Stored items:

---

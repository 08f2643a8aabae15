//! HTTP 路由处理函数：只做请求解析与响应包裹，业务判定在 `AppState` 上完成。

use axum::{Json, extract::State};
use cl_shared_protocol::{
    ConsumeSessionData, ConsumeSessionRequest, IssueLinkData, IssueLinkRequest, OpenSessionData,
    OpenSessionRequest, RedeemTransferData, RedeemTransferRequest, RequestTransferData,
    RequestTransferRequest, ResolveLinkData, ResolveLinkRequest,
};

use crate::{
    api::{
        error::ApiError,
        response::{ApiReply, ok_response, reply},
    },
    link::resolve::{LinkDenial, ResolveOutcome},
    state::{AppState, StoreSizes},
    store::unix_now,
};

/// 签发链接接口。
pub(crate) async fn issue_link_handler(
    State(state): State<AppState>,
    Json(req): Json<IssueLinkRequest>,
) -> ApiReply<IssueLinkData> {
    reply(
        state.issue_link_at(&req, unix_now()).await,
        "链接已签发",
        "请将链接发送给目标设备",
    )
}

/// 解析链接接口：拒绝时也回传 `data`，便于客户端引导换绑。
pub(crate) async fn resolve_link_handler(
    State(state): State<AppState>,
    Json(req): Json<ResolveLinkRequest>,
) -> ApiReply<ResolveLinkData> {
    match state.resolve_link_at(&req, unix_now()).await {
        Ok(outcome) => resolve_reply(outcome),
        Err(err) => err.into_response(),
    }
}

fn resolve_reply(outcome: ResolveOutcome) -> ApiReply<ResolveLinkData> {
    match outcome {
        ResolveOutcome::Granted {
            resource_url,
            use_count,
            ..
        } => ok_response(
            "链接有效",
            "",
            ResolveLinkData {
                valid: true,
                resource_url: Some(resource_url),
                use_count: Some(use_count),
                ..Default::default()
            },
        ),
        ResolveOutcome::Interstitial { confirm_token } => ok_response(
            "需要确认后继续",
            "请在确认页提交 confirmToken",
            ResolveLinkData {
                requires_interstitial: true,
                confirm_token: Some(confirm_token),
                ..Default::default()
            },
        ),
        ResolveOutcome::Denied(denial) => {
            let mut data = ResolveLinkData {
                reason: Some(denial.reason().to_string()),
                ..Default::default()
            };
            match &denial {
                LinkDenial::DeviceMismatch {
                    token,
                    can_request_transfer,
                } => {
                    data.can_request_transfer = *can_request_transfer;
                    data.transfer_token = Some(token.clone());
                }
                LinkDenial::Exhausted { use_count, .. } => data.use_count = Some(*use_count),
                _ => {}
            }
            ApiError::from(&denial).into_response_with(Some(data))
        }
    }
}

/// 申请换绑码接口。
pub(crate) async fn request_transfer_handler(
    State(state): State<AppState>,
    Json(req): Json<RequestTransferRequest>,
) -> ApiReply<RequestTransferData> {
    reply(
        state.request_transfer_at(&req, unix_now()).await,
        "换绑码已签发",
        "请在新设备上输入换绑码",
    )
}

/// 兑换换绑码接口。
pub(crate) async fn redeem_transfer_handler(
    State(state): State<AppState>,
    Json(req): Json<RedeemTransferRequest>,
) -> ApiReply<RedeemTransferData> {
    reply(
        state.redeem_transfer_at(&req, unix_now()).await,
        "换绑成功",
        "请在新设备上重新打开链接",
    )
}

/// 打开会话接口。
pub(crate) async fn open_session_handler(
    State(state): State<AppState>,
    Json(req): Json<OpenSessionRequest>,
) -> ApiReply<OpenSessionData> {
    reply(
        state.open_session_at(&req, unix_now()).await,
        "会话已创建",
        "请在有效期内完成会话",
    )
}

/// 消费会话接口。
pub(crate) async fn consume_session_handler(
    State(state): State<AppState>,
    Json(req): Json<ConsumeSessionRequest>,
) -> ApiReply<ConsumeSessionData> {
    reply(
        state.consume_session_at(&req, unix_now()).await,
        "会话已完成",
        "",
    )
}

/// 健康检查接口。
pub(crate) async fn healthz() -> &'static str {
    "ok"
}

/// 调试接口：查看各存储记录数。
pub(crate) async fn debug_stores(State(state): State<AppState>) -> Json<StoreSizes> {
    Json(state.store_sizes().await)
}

---

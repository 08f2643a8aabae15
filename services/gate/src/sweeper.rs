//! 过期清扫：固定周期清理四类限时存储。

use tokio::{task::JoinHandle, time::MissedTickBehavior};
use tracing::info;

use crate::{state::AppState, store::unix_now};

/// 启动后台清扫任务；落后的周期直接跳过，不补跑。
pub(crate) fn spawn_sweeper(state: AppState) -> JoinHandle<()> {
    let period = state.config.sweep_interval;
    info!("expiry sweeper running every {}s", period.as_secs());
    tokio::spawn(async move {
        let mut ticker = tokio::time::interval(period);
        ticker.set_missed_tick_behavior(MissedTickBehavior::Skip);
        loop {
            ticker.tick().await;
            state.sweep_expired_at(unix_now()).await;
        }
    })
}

---

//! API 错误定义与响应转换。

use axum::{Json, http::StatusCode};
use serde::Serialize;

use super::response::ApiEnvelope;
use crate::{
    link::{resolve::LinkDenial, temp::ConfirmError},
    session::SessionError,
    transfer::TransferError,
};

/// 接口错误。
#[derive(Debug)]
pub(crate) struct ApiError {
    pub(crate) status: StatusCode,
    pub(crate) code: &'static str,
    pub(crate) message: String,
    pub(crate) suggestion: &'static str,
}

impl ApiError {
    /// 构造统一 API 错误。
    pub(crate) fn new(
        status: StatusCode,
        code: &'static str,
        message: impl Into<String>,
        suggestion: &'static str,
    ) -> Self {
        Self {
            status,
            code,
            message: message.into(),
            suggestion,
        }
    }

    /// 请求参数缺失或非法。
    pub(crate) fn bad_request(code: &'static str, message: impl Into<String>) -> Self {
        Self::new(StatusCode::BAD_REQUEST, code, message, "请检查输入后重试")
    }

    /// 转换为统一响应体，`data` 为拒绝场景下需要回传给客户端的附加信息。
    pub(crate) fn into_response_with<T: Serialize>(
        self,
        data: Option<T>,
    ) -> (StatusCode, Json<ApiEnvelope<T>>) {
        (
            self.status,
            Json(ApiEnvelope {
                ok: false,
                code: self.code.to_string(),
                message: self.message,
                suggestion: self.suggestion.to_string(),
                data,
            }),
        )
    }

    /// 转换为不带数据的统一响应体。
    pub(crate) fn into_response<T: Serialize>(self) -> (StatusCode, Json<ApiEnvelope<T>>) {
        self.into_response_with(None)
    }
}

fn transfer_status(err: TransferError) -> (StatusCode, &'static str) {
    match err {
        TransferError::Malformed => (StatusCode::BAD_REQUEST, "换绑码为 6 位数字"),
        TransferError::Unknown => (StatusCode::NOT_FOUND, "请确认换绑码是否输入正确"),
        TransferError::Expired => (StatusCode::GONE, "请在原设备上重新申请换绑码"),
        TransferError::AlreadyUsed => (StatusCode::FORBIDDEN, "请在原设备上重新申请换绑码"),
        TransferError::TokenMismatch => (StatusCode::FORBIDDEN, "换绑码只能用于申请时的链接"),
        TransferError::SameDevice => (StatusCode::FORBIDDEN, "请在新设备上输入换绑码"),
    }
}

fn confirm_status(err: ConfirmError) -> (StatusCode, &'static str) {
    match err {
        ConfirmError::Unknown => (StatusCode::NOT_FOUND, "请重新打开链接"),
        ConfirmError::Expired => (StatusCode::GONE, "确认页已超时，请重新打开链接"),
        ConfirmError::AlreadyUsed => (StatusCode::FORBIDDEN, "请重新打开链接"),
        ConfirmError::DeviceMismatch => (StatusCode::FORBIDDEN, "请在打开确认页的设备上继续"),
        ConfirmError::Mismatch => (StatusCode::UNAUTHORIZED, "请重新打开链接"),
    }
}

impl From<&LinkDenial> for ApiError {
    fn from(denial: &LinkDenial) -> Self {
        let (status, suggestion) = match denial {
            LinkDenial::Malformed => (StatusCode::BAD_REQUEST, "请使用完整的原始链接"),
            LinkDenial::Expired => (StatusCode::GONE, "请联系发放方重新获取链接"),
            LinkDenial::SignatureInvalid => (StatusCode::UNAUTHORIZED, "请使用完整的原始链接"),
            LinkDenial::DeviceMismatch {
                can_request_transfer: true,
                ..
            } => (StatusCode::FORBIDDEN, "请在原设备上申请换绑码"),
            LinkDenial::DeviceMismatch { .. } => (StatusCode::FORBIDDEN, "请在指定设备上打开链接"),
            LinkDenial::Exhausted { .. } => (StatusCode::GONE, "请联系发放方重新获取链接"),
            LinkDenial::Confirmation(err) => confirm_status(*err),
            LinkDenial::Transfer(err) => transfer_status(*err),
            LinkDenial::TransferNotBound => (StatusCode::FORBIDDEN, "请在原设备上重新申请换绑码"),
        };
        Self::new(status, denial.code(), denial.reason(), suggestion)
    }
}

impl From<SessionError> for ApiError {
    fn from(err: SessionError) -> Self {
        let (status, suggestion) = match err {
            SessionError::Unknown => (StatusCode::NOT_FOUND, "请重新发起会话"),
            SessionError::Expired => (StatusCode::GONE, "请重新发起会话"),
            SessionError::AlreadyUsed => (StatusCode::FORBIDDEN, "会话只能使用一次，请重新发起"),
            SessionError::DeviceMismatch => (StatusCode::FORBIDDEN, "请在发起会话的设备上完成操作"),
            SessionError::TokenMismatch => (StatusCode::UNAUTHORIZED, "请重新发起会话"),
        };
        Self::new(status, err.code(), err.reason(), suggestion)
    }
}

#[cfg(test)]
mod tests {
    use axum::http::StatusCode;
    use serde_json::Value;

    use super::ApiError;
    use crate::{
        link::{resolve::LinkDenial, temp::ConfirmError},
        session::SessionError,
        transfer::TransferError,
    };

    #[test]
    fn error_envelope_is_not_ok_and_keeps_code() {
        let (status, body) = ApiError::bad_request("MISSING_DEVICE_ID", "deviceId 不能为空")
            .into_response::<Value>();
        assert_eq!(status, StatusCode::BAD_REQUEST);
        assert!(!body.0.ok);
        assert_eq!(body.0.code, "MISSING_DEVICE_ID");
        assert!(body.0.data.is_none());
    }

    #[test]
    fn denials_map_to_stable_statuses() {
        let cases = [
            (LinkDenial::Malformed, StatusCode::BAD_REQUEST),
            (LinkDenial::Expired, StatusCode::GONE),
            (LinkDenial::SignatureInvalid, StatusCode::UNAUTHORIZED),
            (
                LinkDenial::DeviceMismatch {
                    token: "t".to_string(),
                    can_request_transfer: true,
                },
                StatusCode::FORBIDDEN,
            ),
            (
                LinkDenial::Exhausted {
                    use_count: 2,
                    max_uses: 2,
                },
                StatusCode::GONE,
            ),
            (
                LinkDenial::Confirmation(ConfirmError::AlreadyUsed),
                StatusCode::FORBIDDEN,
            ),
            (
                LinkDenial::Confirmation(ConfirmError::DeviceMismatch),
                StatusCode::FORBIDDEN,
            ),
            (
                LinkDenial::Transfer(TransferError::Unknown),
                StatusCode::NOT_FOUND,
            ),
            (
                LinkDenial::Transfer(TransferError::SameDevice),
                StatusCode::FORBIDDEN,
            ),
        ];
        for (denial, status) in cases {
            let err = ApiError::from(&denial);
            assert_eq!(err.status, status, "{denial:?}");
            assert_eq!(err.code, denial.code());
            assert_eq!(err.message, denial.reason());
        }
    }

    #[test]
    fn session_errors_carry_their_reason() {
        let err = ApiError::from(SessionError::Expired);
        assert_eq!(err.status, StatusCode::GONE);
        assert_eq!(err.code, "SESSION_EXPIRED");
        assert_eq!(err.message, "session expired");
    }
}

---

Your task: Would you please copy every line in the data that contains the word "time"?

Problem solution:
use tokio::{task::JoinHandle, time::MissedTickBehavior};
        let mut ticker = tokio::time::interval(period);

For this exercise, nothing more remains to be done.